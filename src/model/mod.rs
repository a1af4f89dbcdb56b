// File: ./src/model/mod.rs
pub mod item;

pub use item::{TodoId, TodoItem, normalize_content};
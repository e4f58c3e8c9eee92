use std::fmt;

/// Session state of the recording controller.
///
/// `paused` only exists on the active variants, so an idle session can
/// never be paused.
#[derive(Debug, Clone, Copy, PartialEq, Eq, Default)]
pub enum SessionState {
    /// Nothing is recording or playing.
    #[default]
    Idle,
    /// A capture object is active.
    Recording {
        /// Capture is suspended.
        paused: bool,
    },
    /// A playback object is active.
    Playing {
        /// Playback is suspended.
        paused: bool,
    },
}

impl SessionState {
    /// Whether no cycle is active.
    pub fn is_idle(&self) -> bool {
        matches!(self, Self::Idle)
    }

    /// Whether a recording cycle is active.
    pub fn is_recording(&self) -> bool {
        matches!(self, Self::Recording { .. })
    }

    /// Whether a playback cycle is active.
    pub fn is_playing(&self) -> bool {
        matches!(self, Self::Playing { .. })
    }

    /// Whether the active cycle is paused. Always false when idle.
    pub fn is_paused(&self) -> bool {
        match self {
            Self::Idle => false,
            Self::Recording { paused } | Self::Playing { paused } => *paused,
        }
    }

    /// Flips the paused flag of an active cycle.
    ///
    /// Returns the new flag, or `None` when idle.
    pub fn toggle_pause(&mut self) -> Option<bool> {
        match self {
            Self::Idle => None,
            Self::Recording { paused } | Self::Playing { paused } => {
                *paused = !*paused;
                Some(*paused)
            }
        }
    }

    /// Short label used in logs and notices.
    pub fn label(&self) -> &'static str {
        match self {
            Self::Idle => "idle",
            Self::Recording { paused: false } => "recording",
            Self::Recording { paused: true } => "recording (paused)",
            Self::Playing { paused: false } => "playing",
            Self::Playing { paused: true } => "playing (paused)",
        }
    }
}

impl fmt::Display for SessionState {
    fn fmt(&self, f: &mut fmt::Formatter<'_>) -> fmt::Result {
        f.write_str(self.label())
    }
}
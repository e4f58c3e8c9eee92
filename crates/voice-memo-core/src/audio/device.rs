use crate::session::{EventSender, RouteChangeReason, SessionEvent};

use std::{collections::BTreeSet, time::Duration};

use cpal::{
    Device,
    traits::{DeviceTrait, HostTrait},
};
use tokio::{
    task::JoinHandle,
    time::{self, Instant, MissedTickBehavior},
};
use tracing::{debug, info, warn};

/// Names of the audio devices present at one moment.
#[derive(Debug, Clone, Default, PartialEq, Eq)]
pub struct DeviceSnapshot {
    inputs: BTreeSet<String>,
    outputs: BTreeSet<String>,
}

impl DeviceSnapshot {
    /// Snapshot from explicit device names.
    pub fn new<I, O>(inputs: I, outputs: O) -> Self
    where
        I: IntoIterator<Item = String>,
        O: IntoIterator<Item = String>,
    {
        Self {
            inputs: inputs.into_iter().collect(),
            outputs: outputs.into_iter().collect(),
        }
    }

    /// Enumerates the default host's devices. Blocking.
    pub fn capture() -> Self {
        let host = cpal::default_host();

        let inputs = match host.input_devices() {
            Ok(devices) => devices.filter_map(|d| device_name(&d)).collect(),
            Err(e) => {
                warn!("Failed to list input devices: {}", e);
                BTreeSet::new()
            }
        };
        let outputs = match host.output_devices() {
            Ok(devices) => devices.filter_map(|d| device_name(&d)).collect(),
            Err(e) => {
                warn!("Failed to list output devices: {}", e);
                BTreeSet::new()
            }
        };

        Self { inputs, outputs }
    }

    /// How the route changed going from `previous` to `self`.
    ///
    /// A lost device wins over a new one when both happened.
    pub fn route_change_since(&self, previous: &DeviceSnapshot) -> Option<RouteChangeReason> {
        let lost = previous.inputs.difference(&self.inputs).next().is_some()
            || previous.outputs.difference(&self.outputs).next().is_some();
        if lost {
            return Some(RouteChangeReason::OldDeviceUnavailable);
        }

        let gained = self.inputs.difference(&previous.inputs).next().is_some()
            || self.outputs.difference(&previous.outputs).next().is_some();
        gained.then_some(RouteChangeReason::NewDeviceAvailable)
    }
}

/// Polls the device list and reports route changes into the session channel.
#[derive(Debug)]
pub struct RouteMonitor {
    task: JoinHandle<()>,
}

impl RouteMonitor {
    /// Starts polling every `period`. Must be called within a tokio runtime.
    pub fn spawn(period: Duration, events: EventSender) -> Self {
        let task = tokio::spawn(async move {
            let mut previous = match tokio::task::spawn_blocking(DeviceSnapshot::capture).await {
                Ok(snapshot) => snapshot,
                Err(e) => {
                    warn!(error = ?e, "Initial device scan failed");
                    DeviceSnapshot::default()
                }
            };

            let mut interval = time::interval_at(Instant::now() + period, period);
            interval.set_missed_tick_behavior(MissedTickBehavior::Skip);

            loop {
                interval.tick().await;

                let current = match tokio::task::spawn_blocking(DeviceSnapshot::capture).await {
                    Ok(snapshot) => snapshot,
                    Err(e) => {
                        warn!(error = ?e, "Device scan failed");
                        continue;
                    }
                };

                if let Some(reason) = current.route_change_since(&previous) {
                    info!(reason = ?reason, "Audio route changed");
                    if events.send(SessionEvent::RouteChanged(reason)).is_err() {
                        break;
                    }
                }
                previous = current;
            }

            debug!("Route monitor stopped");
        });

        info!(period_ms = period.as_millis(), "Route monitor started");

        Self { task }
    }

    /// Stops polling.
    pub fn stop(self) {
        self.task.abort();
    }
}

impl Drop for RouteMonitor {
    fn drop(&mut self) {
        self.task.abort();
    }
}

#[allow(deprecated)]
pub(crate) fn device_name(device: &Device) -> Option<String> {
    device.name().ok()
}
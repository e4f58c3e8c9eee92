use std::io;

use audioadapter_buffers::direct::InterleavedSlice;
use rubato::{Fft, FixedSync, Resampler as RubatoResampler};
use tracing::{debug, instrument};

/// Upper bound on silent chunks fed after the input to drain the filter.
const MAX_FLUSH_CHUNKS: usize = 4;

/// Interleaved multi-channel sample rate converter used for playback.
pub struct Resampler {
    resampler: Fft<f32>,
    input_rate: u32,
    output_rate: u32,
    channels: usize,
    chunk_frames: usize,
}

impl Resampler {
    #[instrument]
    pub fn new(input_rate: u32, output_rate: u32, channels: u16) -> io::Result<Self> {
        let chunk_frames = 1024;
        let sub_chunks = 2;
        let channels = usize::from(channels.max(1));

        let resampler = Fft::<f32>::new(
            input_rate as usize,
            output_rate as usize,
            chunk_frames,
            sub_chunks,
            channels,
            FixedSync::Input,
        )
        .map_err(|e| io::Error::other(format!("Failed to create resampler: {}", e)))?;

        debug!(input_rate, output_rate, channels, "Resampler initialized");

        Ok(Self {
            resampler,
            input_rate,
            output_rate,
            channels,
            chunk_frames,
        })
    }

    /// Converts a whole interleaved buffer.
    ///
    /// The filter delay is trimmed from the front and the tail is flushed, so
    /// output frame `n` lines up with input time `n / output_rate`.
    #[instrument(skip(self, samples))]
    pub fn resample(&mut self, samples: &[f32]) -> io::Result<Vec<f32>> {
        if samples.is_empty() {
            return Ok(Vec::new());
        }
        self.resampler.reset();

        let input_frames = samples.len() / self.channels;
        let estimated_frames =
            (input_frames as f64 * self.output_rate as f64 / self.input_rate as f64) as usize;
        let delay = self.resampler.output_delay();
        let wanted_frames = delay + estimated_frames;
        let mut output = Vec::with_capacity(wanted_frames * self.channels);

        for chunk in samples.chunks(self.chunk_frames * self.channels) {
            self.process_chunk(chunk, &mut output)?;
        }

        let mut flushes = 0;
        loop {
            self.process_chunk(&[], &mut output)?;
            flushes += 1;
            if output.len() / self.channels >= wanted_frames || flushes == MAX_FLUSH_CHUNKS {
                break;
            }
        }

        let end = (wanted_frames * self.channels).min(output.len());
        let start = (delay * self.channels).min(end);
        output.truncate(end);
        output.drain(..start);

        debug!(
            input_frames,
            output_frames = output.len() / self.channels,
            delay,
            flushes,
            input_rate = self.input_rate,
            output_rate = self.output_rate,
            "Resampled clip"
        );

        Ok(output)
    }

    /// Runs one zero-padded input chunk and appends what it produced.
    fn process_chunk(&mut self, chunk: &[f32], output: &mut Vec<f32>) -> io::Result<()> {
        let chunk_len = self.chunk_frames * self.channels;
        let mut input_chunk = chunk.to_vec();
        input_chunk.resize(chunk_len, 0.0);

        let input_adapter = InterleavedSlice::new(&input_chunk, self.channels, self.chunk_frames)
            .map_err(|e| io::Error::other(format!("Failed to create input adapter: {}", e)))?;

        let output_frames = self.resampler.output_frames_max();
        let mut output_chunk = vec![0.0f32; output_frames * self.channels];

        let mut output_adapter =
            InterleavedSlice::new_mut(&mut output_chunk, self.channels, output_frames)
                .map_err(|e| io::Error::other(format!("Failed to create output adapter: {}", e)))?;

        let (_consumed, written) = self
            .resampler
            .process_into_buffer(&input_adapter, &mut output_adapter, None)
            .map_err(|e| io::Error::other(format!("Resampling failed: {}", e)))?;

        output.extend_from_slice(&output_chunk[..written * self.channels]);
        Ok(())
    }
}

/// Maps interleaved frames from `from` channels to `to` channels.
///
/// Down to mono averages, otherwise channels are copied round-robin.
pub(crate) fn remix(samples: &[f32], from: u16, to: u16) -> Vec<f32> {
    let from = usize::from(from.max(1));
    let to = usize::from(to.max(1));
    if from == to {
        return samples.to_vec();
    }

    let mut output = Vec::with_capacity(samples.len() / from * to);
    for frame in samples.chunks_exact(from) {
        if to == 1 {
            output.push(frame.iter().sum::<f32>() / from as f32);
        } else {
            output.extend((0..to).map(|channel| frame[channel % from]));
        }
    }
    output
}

### [Exercise description]
Work out how many lines in the data above hold the word "await". Reply with nothing but the count.

### [Solution to this task]
3